**What the task asks**
Give the number of lines in the data below where the string "Make" occurs, and nothing else.

**Dataset**
//! Inline SVG icons for link groups and footer social links.

const PHONE: &str = r#"<svg viewBox="0 0 24 24" aria-hidden="true"><path d="M6.62 10.79a15.05 15.05 0 0 0 6.59 6.59l2.2-2.2a1 1 0 0 1 1-.24c1.12.37 2.31.56 3.55.56a1 1 0 0 1 1 1V21a1 1 0 0 1-1 1C10.3 22 2 13.7 2 3a1 1 0 0 1 1-1h4.5a1 1 0 0 1 1 1c0 1.24.19 2.43.56 3.55a1 1 0 0 1-.24 1z"/></svg>"#;
const EMAIL: &str = r#"<svg viewBox="0 0 24 24" aria-hidden="true"><path d="M2 6a2 2 0 0 1 2-2h16a2 2 0 0 1 2 2v.35l-10 6.25L2 6.35V6zm0 2.7V18a2 2 0 0 0 2 2h16a2 2 0 0 0 2-2V8.7l-9.47 5.92a1 1 0 0 1-1.06 0L2 8.7z"/></svg>"#;
const WHATSAPP: &str = r#"<svg viewBox="0 0 24 24" aria-hidden="true"><path d="M17.47 14.38c-.27-.13-1.58-.78-1.83-.87-.24-.09-.42-.13-.6.13-.18.27-.69.87-.85 1.05-.16.18-.31.2-.58.07-.27-.13-1.12-.41-2.13-1.31-.79-.7-1.32-1.56-1.48-1.82-.16-.27-.02-.41.11-.54.12-.12.27-.31.4-.47.13-.16.18-.27.27-.45.09-.18.05-.34-.02-.47-.07-.13-.6-1.45-.82-1.99-.21-.51-.43-.44-.6-.45h-.51c-.18 0-.47.07-.71.34-.24.27-.93.91-.93 2.22 0 1.31.95 2.58 1.08 2.76.13.18 1.86 2.84 4.51 3.98.63.27 1.13.43 1.52.54.64.2 1.22.17 1.68.11.51-.08 1.58-.64 1.8-1.25.22-.61.22-1.14.16-1.25-.07-.11-.25-.18-.52-.31z"/><path d="M20.52 3.49A11.88 11.88 0 0 0 12.06 0C5.55 0 .24 5.3.24 11.82c0 2.08.55 4.12 1.59 5.92L0 24l6.45-1.69a11.77 11.77 0 0 0 5.61 1.43h.01c6.51 0 11.82-5.3 11.82-11.82 0-3.16-1.23-6.12-3.37-8.43Zm-8.46 18.2h-.01a9.9 9.9 0 0 1-5.04-1.38l-.36-.22-3.83 1 1.02-3.73-.24-.38a9.92 9.92 0 0 1-1.51-5.17c0-5.47 4.46-9.92 9.94-9.92 2.65 0 5.14 1.03 7 2.9a9.84 9.84 0 0 1 2.9 7c0 5.48-4.46 9.93-9.93 9.93Z"/></svg>"#;
const CONTACT: &str = r#"<svg viewBox="0 0 24 24" aria-hidden="true"><path d="M21 8V7l-3 2-2-1V6l-4-2-4 2v2l-2 1-3-2v1l5 3v3l4 2 4-2v-3l5-3zm-9 6-2-1v-2l2 1 2-1v2l-2 1z"/><path d="M4 14v4a2 2 0 0 0 2 2h12a2 2 0 0 0 2-2v-4l-8 4-8-4z"/></svg>"#;
const GITHUB: &str = r#"<svg viewBox="0 0 16 16" aria-hidden="true"><path d="M8 0C3.58 0 0 3.58 0 8a8 8 0 0 0 5.47 7.59c.4.07.55-.17.55-.38v-1.32c-2.23.49-2.7-.95-2.7-.95-.36-.92-.89-1.16-.89-1.16-.73-.5.05-.49.05-.49.81.06 1.24.84 1.24.84.71 1.23 1.87.87 2.33.67.07-.52.28-.87.5-1.07-1.78-.2-3.64-.89-3.64-3.95 0-.87.31-1.58.82-2.14-.08-.2-.36-1.01.08-2.12 0 0 .67-.21 2.2.82A7.5 7.5 0 0 1 8 3.8c.68 0 1.37.09 2.01.26 1.53-1.03 2.2-.82 2.2-.82.44 1.11.16 1.92.08 2.12.51.56.82 1.27.82 2.14 0 3.07-1.87 3.75-3.65 3.95.29.25.54.73.54 1.48v2.2c0 .21.14.46.55.38A8 8 0 0 0 16 8c0-4.42-3.58-8-8-8Z"/></svg>"#;
const LINKEDIN: &str = r#"<svg viewBox="0 0 24 24" aria-hidden="true"><path d="M4.98 3.5A2.48 2.48 0 1 0 5 8.46 2.48 2.48 0 0 0 4.98 3.5ZM3 9h4v12H3zm7 0h3.84v1.71h.05c.53-1 1.84-2.06 3.79-2.06 4.05 0 4.8 2.66 4.8 6.12V21h-4v-5.52c0-1.32-.02-3.02-1.84-3.02-1.85 0-2.13 1.45-2.13 2.92V21h-4z"/></svg>"#;
const X: &str = r#"<svg viewBox="0 0 24 24" aria-hidden="true"><path d="M18.9 2H22l-6.77 7.73L23.2 22h-6.24l-4.88-7.16L5.8 22H2.7l7.24-8.27L1.6 2h6.4l4.4 6.57L18.9 2zM17.8 20h1.73L7.08 3.9H5.22z"/></svg>"#;
const RESEARCHGATE: &str = r#"<svg viewBox="0 0 24 24" aria-hidden="true"><circle cx="12" cy="12" r="11"/><text x="12" y="15" text-anchor="middle" font-size="8.5" font-weight="700" font-family="Arial, sans-serif" fill="currentColor">RG</text></svg>"#;
const ORCID: &str = r#"<svg viewBox="0 0 24 24" aria-hidden="true"><circle cx="12" cy="12" r="11"/><text x="12" y="15" text-anchor="middle" font-size="8.5" font-weight="700" font-family="Arial, sans-serif" fill="currentColor">iD</text></svg>"#;
const GOOGLE_SCHOLAR: &str = r#"<svg viewBox="0 0 24 24" aria-hidden="true"><path d="M12 2 1 8l11 6 9-4.91V17h2V8L12 2z"/><path d="M6 12.9V17c0 2.76 2.69 5 6 5s6-2.24 6-5v-4.1l-6 3.28-6-3.28z"/></svg>"#;
const LINK: &str = r#"<svg viewBox="0 0 24 24" aria-hidden="true"><path d="M3.9 12a5 5 0 0 1 5-5h3v2h-3a3 3 0 1 0 0 6h3v2h-3a5 5 0 0 1-5-5Zm6.6 1h3v-2h-3v2Zm4.6-6h-3v2h3a3 3 0 0 1 0 6h-3v2h3a5 5 0 0 0 0-10Z"/></svg>"#;

/// Guess an icon key from a link's URL.
pub fn infer_icon_key(url: &str) -> &'static str {
    let text = url.to_lowercase();
    if text.starts_with("mailto:") {
        "email"
    } else if text.starts_with("tel:") {
        "phone"
    } else if text.contains("wa.me") || text.contains("whatsapp") {
        "whatsapp"
    } else if text.contains("github.com") {
        "github"
    } else if text.contains("linkedin.com") {
        "linkedin"
    } else if text.contains("x.com") || text.contains("twitter.com") {
        "x"
    } else if text.contains("researchgate.net") {
        "researchgate"
    } else if text.contains("orcid.org") {
        "orcid"
    } else if text.contains("scholar.google.com") {
        "googlescholar"
    } else if text.contains("contact") {
        "contact"
    } else {
        "link"
    }
}

/// SVG markup for an icon key; unknown keys get the generic link icon.
pub fn icon_svg(key: &str) -> &'static str {
    match key.trim().to_lowercase().as_str() {
        "phone" => PHONE,
        "email" => EMAIL,
        "whatsapp" => WHATSAPP,
        "contact" => CONTACT,
        "github" => GITHUB,
        "linkedin" => LINKEDIN,
        "x" | "twitter" => X,
        "researchgate" => RESEARCHGATE,
        "orcid" => ORCID,
        "googlescholar" => GOOGLE_SCHOLAR,
        _ => LINK,
    }
}
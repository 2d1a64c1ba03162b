use std::path::Path;

use minify_html::{Cfg, minify};

use crate::config::BuildConfig;

/// Whether generated HTML and copied CSS get minified
#[derive(Debug, Clone, Copy)]
pub struct MinifyConfig {
    pub enabled: bool,
}

impl MinifyConfig {
    pub fn new(enabled: bool) -> Self {
        Self { enabled }
    }

    /// Minify a copied asset in place of its raw bytes, when it is a stylesheet.
    pub fn asset_contents(&self, path: &Path, bytes: Vec<u8>) -> Vec<u8> {
        if !self.enabled || !is_css(path) {
            return bytes;
        }
        match String::from_utf8(bytes) {
            Ok(css) => minify_css_content(&css, self).into_bytes(),
            Err(e) => e.into_bytes(),
        }
    }
}

impl From<&BuildConfig> for MinifyConfig {
    fn from(build: &BuildConfig) -> Self {
        Self::new(build.minify)
    }
}

fn is_css(path: &Path) -> bool {
    path.extension()
        .is_some_and(|ext| ext.eq_ignore_ascii_case("css"))
}

/// Minify a full HTML document. Inline `<script>` bodies are left alone.
pub fn minify_html_content(html: &str, config: &MinifyConfig) -> String {
    if !config.enabled {
        return html.to_string();
    }

    let cfg = Cfg {
        minify_css: true,
        minify_js: false,
        keep_closing_tags: true,
        keep_html_and_head_opening_tags: true,
        ..Cfg::default()
    };

    let minified = minify(html.as_bytes(), &cfg);
    String::from_utf8(minified).unwrap_or_else(|_| html.to_string())
}

/// Minify a stylesheet by running it through the `<style>` path of the HTML minifier.
pub fn minify_css_content(css: &str, config: &MinifyConfig) -> String {
    if !config.enabled {
        return css.to_string();
    }

    let wrapped = format!("<style>{css}</style>");
    let cfg = Cfg {
        minify_css: true,
        ..Cfg::default()
    };

    let minified = minify(wrapped.as_bytes(), &cfg);
    let result = String::from_utf8(minified).unwrap_or_else(|_| css.to_string());

    result
        .strip_prefix("<style>")
        .and_then(|s| s.strip_suffix("</style>"))
        .unwrap_or(&result)
        .to_string()
}

#[cfg(test)]
mod tests {
    use super::*;

    #[test]
    fn test_disabled_is_identity() {
        let config = MinifyConfig::new(false);
        let html = "<p>\n  hello   world\n</p>";
        assert_eq!(minify_html_content(html, &config), html);
        assert_eq!(minify_css_content("a { color: red; }", &config), "a { color: red; }");
    }

    #[test]
    fn test_html_whitespace_collapses() {
        let config = MinifyConfig::new(true);
        let html = "<!DOCTYPE html><html><head><title>x</title></head><body><p>\n  hello   world\n</p></body></html>";
        let out = minify_html_content(html, &config);
        assert!(out.len() < html.len());
        assert!(out.contains("hello world"));
    }

    #[test]
    fn test_css_minified() {
        let config = MinifyConfig::new(true);
        let out = minify_css_content("body {\n  color: red;\n}\n", &config);
        assert!(!out.contains('\n'));
        assert!(out.contains("color:red"));
    }

    #[test]
    fn test_asset_contents_only_touches_css() {
        let config = MinifyConfig::from(&BuildConfig::default());
        let js = b"let  x = 1;\n".to_vec();
        assert_eq!(config.asset_contents(Path::new("a/app.js"), js.clone()), js);

        let css = b"a {\n  color: blue;\n}\n".to_vec();
        let out = config.asset_contents(Path::new("a/site.CSS"), css.clone());
        assert!(out.len() < css.len());
    }
}
/// The primary error type for all folio operations
#[derive(Error, Diagnostic, Debug)]
pub enum FolioError {
    // === Config Errors ===
    #[error("I couldn't parse your {path} file", path = StyledPath::from("config.toml"))]
    #[diagnostic(
        code(folio::config::parse),
        help("I had trouble understanding your TOML syntax. Common issues include missing quotes around strings or unclosed brackets.")
    )]
    ConfigParse {
        #[source_code]
        src: NamedSource<String>,
        #[label("the error is around here")]
        span: SourceSpan,
        reason: String,
    },

    #[error("I couldn't read the config file at {path}")]
    #[diagnostic(
        code(folio::config::read),
        help("Make sure the file exists and you have permission to read it.")
    )]
    ConfigRead {
        path: StyledPath,
        #[source]
        cause: std::io::Error,
    },

    // === Content Errors ===
    #[error("I couldn't parse the content document {file}")]
    #[diagnostic(
        code(folio::content::parse),
        help("Content documents are JSON. Check for trailing commas, missing quotes or unclosed brackets.")
    )]
    ContentParse {
        file: StyledPath,
        #[source_code]
        src: NamedSource<String>,
        #[label("{reason}")]
        span: SourceSpan,
        reason: String,
    },

    #[error("This document doesn't look like a page: {reason}")]
    #[diagnostic(
        code(folio::content::document),
        help("A page has a `body` array of blocks plus optional `header`, `footer`, `meta` and `presentation` objects.")
    )]
    InvalidDocument { reason: String },

    #[error("I don't know how to render a block of type {block_type}")]
    #[diagnostic(code(folio::content::unknown_block), help("{help_text}"))]
    UnknownBlockType {
        block_type: StyledName,
        help_text: String,
    },

    #[error("The {block_type} block has data I couldn't understand: {reason}")]
    #[diagnostic(
        code(folio::content::block_data),
        help("Compare the block's `data` object against the fields this block type supports.")
    )]
    InvalidBlockData {
        block_type: StyledName,
        reason: String,
    },

    #[error("The {block_type} block is missing its required `{field}` field")]
    #[diagnostic(
        code(folio::content::missing_field),
        help("Add `data.{field}` to the block. I can't render it without one.")
    )]
    MissingField {
        block_type: StyledName,
        field: &'static str,
    },

    #[error("Heading level {level} is out of range")]
    #[diagnostic(
        code(folio::content::heading_level),
        help("Headings use `data.level` from 1 to 6.")
    )]
    InvalidHeadingLevel { level: StyledNum<i64> },

    #[error("A {name} block needs at least one row", name = StyledName::from("table"))]
    #[diagnostic(
        code(folio::content::empty_table),
        help("Add at least one entry to `data.rows`, or remove the table.")
    )]
    EmptyTable,

    #[error("An {name} block needs at least one image", name = StyledName::from("image-gallery"))]
    #[diagnostic(
        code(folio::content::empty_gallery),
        help("Add at least one entry to `data.images`, or remove the gallery.")
    )]
    EmptyGallery,

    #[error("Gallery image {index} is missing its `src`")]
    #[diagnostic(code(folio::content::gallery_item))]
    GalleryItemMissingSrc { index: StyledNum<usize> },

    #[error("A layout row holds {count} components, but I can fit at most {max}")]
    #[diagnostic(
        code(folio::content::layout_row_too_wide),
        help("Split the components across several rows with `data.rows`.")
    )]
    LayoutRowTooWide {
        count: StyledNum<usize>,
        max: StyledNum<usize>,
    },

    #[error("A layout row has {widths} widths for {components} components")]
    #[diagnostic(
        code(folio::content::layout_widths_mismatch),
        help("Give one width per component, or leave `widths` out for equal columns.")
    )]
    LayoutWidthsMismatch {
        widths: StyledNum<usize>,
        components: StyledNum<usize>,
    },

    #[error("Layout row width {value} isn't a positive number")]
    #[diagnostic(
        code(folio::content::layout_width),
        help("Widths can be numbers like `2` or percentage strings like `\"40%\"`.")
    )]
    InvalidLayoutWidth { value: StyledName },

    #[error("I couldn't find the HTML fragment at {path}")]
    #[diagnostic(
        code(folio::content::html_fragment),
        help("I looked at the path as written and under `src/`. Check `data.url` on the html-content block.")
    )]
    HtmlContentMissing { path: StyledPath },

    #[error("I couldn't find the content source {path}")]
    #[diagnostic(
        code(folio::collection::source_not_found),
        help("Collection sources are folders under your content directory, like `news` or `content/news`.")
    )]
    CollectionSourceNotFound { path: StyledPath },

    #[error("The path {path} reaches outside the site")]
    #[diagnostic(
        code(folio::path::traversal),
        help("Paths in content documents can't contain `..` segments.")
    )]
    PathTraversal { path: StyledPath },

    #[error("I couldn't render {file}")]
    #[diagnostic(code(folio::content::page))]
    PageRender {
        file: StyledPath,
        #[source]
        cause: Box<FolioError>,
    },

    // === Template Errors ===
    #[error("The template name {name} isn't valid")]
    #[diagnostic(
        code(folio::template::name),
        help("Template names use lowercase letters, numbers, and '-'.")
    )]
    InvalidTemplateName { name: StyledName },

    #[error("I couldn't find the {name} template")]
    #[diagnostic(
        code(folio::template::not_found),
        help("I expected a template-config.json at {expected}.")
    )]
    TemplateNotFound {
        name: StyledName,
        expected: StyledPath,
    },

    #[error("I couldn't understand the template config at {path}")]
    #[diagnostic(
        code(folio::template::config),
        help("template-config.json needs an `html` entry and optional `styles` and `scripts` lists.")
    )]
    TemplateConfig { path: StyledPath, reason: String },

    #[error("I ran into a problem while rendering the template {file}")]
    #[diagnostic(
        code(folio::template::render),
        help("Template placeholders look like {{{{ title }}}}. Check that every tag is closed.")
    )]
    TemplateRender {
        file: StyledPath,
        #[source_code]
        src: NamedSource<String>,
        #[label("{reason}")]
        span: SourceSpan,
        reason: String,
    },

    // === File Errors ===
    #[error("I couldn't find the file at {path}")]
    #[diagnostic(
        code(folio::file::not_found),
        help("Make sure the file exists and the path is correct.")
    )]
    FileNotFound { path: StyledPath },

    #[error("I couldn't read the file at {path}")]
    #[diagnostic(code(folio::file::read))]
    FileRead {
        path: StyledPath,
        #[source]
        cause: std::io::Error,
    },

    #[error("I couldn't write to {path}")]
    #[diagnostic(code(folio::file::write))]
    FileWrite {
        path: StyledPath,
        #[source]
        cause: std::io::Error,
    },

    // === Build Errors ===
    #[error("I couldn't find {page} among your content documents")]
    #[diagnostic(
        code(folio::build::page_not_found),
        help("Single-page builds take a content JSON path such as `src/content/1-news/1-post.json`.")
    )]
    PageNotFound { page: StyledPath },

    #[error("The referenced asset {path} doesn't exist")]
    #[diagnostic(
        code(folio::build::asset_missing),
        help("A page links to this file, but I couldn't find it in src/assets, src/css or src/js.")
    )]
    AssetMissing { path: StyledPath },

    #[error("A background task failed: {reason}")]
    #[diagnostic(
        code(folio::build::task_join),
        help("A parallel task panicked or was cancelled during the build.")
    )]
    TaskJoin { reason: String },

    #[error("I couldn't create the output directory at {path}")]
    #[diagnostic(code(folio::build::create_dir))]
    CreateDir {
        path: StyledPath,
        #[source]
        cause: std::io::Error,
    },

    #[error("I couldn't copy the file from {src} to {dest}")]
    #[diagnostic(code(folio::build::copy_file))]
    CopyFile {
        src: StyledPath,
        dest: StyledPath,
        #[source]
        cause: std::io::Error,
    },
}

**Exercise answer**
2